Cibo, caffè e pure wi-fi, solo per scoprire che probabilmente ho perso l’ultimo traghetto per Cap Ba.

Devo arrivare subito al molo. Ritorno in sella, ma finisco in un cantiere fangoso, una cosa pazzesca. Avanzo piano, in mezzo a qualcosa come altri 50 motorini. Appoggiare i piedi a terra significa affondare le scarpe nella melma, ma non ho scelta. Un operaio è in una pozza con l’acqua che gli arriva in vita. Faccio un centinaio di metri, poi rinuncio. Un furgoncino ha però chiuso la via del ritorno. Batto con la mano sulla fiancata « ma lo sposti ‘sto coso?! ». Dato che nessuno parla nemmeno l’inglese, parlo in italiano con tutti.
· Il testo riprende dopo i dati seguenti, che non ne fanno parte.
//! Settings schema: the declared keys, their types, defaults and ranges

use serde::{Deserialize, Serialize};
use thiserror::Error;

use crate::value::SettingValue;

/// Primitive type of a configuration value
///
/// Parsed from GVariant-style type strings. Anything this program cannot
/// edit ends up as `Unsupported` and is left out of the settings form.
#[derive(Debug, Clone, PartialEq, Eq, Hash)]
pub enum TypeTag {
    /// `b`
    Boolean,
    /// `i`
    Integer,
    /// `d`
    Double,
    /// `s`
    String,
    /// `(ii)`
    IntPair,
    /// `(tt)`
    UintPair,
    /// Any other type string
    Unsupported(String),
}

impl TypeTag {
    pub fn parse(type_string: &str) -> Self {
        match type_string {
            "b" => TypeTag::Boolean,
            "i" => TypeTag::Integer,
            "d" => TypeTag::Double,
            "s" => TypeTag::String,
            "(ii)" => TypeTag::IntPair,
            "(tt)" => TypeTag::UintPair,
            other => TypeTag::Unsupported(other.to_string()),
        }
    }

    /// The type string this tag was parsed from
    pub fn type_string(&self) -> &str {
        match self {
            TypeTag::Boolean => "b",
            TypeTag::Integer => "i",
            TypeTag::Double => "d",
            TypeTag::String => "s",
            TypeTag::IntPair => "(ii)",
            TypeTag::UintPair => "(tt)",
            TypeTag::Unsupported(s) => s,
        }
    }

    pub fn is_supported(&self) -> bool {
        !matches!(self, TypeTag::Unsupported(_))
    }
}

/// Restriction on the values a key accepts
#[derive(Debug, Clone, PartialEq, Serialize, Deserialize, Default)]
#[serde(tag = "type", rename_all = "lowercase")]
pub enum KeyRange {
    /// Any value of the key's type
    #[default]
    Type,
    /// Numeric value within `min..=max`
    Range { min: f64, max: f64 },
    /// One of a fixed set of strings
    Enum { values: Vec<String> },
    /// Any subset of a fixed set of strings
    Flags { values: Vec<String> },
}

impl KeyRange {
    /// Name of the range kind, as reported in diagnostics
    pub fn kind(&self) -> &'static str {
        match self {
            KeyRange::Type => "type",
            KeyRange::Range { .. } => "range",
            KeyRange::Enum { .. } => "enum",
            KeyRange::Flags { .. } => "flags",
        }
    }
}

/// Errors raised while loading or validating a schema
#[derive(Debug, Error)]
pub enum SchemaError {
    #[error("failed to parse schema: {0}")]
    Parse(#[from] serde_json::Error),
    #[error("key '{0}' is declared more than once")]
    DuplicateKey(String),
    #[error("default value of key '{key}' does not match type '{type_string}'")]
    InvalidDefault { key: String, type_string: String },
    #[error("default value of key '{0}' is outside its declared range")]
    DefaultOutOfRange(String),
}

/// On-disk form of a key declaration
#[derive(Debug, Clone, Deserialize)]
struct RawKeySchema {
    name: String,
    #[serde(rename = "type")]
    type_string: String,
    default: serde_json::Value,
    #[serde(default)]
    range: KeyRange,
    #[serde(default)]
    summary: String,
    #[serde(default)]
    description: Option<String>,
}

#[derive(Debug, Clone, Deserialize)]
struct RawSettingsSchema {
    id: String,
    keys: Vec<RawKeySchema>,
}

/// Declaration of a single configuration key
#[derive(Debug, Clone, PartialEq)]
pub struct KeySchema {
    pub name: String,
    pub type_tag: TypeTag,
    pub default: SettingValue,
    pub range: KeyRange,
    /// Short human readable summary, may carry `[hidden]` or `[N] ` prefixes
    pub summary: String,
    pub description: Option<String>,
}

impl KeySchema {
    /// Check whether `value` fits the key's type and declared range
    pub fn accepts(&self, value: &SettingValue) -> bool {
        if !value.matches_tag(&self.type_tag) {
            return false;
        }
        if let SettingValue::Int(v) = value {
            if i32::try_from(*v).is_err() {
                return false;
            }
        }
        match (&self.range, value) {
            (KeyRange::Range { min, max }, _) => match value.as_f64() {
                Some(v) => v >= *min && v <= *max,
                None => true,
            },
            (KeyRange::Enum { values }, SettingValue::String(s)) => values.contains(s),
            _ => true,
        }
    }
}

/// The complete set of keys a settings store is built from
#[derive(Debug, Clone, PartialEq)]
pub struct SettingsSchema {
    pub id: String,
    keys: Vec<KeySchema>,
}

impl SettingsSchema {
    /// Build a schema from already validated key declarations
    pub fn new(id: impl Into<String>, keys: Vec<KeySchema>) -> Result<Self, SchemaError> {
        for (i, key) in keys.iter().enumerate() {
            if keys[..i].iter().any(|k| k.name == key.name) {
                return Err(SchemaError::DuplicateKey(key.name.clone()));
            }
            if !key.accepts(&key.default) {
                return Err(SchemaError::DefaultOutOfRange(key.name.clone()));
            }
        }
        Ok(Self {
            id: id.into(),
            keys,
        })
    }

    /// Parse a schema from its JSON representation
    pub fn from_json(json: &str) -> Result<Self, SchemaError> {
        let raw: RawSettingsSchema = serde_json::from_str(json)?;
        let mut keys = Vec::with_capacity(raw.keys.len());

        for raw_key in raw.keys {
            let type_tag = TypeTag::parse(&raw_key.type_string);
            if !type_tag.is_supported() {
                log::debug!(
                    "Key '{}' has type '{}' which has no typed representation",
                    raw_key.name,
                    raw_key.type_string
                );
            }
            let default = SettingValue::from_json(&type_tag, &raw_key.default).ok_or_else(|| {
                SchemaError::InvalidDefault {
                    key: raw_key.name.clone(),
                    type_string: raw_key.type_string.clone(),
                }
            })?;
            keys.push(KeySchema {
                name: raw_key.name,
                type_tag,
                default,
                range: raw_key.range,
                summary: raw_key.summary,
                description: raw_key.description.filter(|d| !d.is_empty()),
            });
        }

        Self::new(raw.id, keys)
    }

    /// Key names in declaration order
    pub fn list_keys(&self) -> Vec<String> {
        self.keys.iter().map(|k| k.name.clone()).collect()
    }

    pub fn keys(&self) -> &[KeySchema] {
        &self.keys
    }

    pub fn key(&self, name: &str) -> Option<&KeySchema> {
        self.keys.iter().find(|k| k.name == name)
    }
}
Scavalco un ammasso di fango secco mentre bestemmio la madonna e la madre del tizio, che intanto se la ride… il vantaggio della barriera linguistica. Corro dall’altra parte della città, verso un altro molo, ma sono di nuovo troppo in ritardo. C’è però un’autobus parcheggiato lì davanti con su scritto ‘Cat Ba’ …che però è un’isola. « Cat Ba » grida il controllore, in piedi alla porta del bus. « Cat Baaa! » ripete e mi fa vigorosamente segno di seguirlo.

Adesso… seguire un’autobus può sembrare una cosa facile, ma qui in Vietnam ci sono strade riservate a macchine e mezzi pesanti e altre ai motorini. Di solito corrono parallele ed hanno un traffico indipendente le une dalle altre. Mentre il mio autobus sfreccia a 60 all’ora, io mi blocco in un mercato del pesce in mezzo alla strada. La merce sta su dei teli messi sull’asfalto e le marmitte dei motorini scaricano direttamente sul pesce. No, davvero, vaffanculo a tutti, se perdo l’autobus mi tocca dormire in questo schifo di città. Con la moto faccio manovre tali da scandalizzare persino i vietnamiti (sto già diventando bravino con la moto) e riesco a raggiungere di nuovo il mio autobus, che mi porta fuori città nel bel mezzo del nulla.
La città è sparita, ci siamo solo io, il bus e e polvere da cantiere. La strada ha 8 corsie immacolate, per un rettilineo di forse 10 chilometri. Alla fine ci immettiamo su un lunghissimo e nuovissimo ponte che quasi collega Cat Ba alla terraferma, per altri 5-7 chilometri. Comincio a preoccuparmi di non avere abbastanza carburante. Busso sul serbatoio e lo sento vuoto. Meglio non pensarci, mi dico… ho comunque di che distrarmi.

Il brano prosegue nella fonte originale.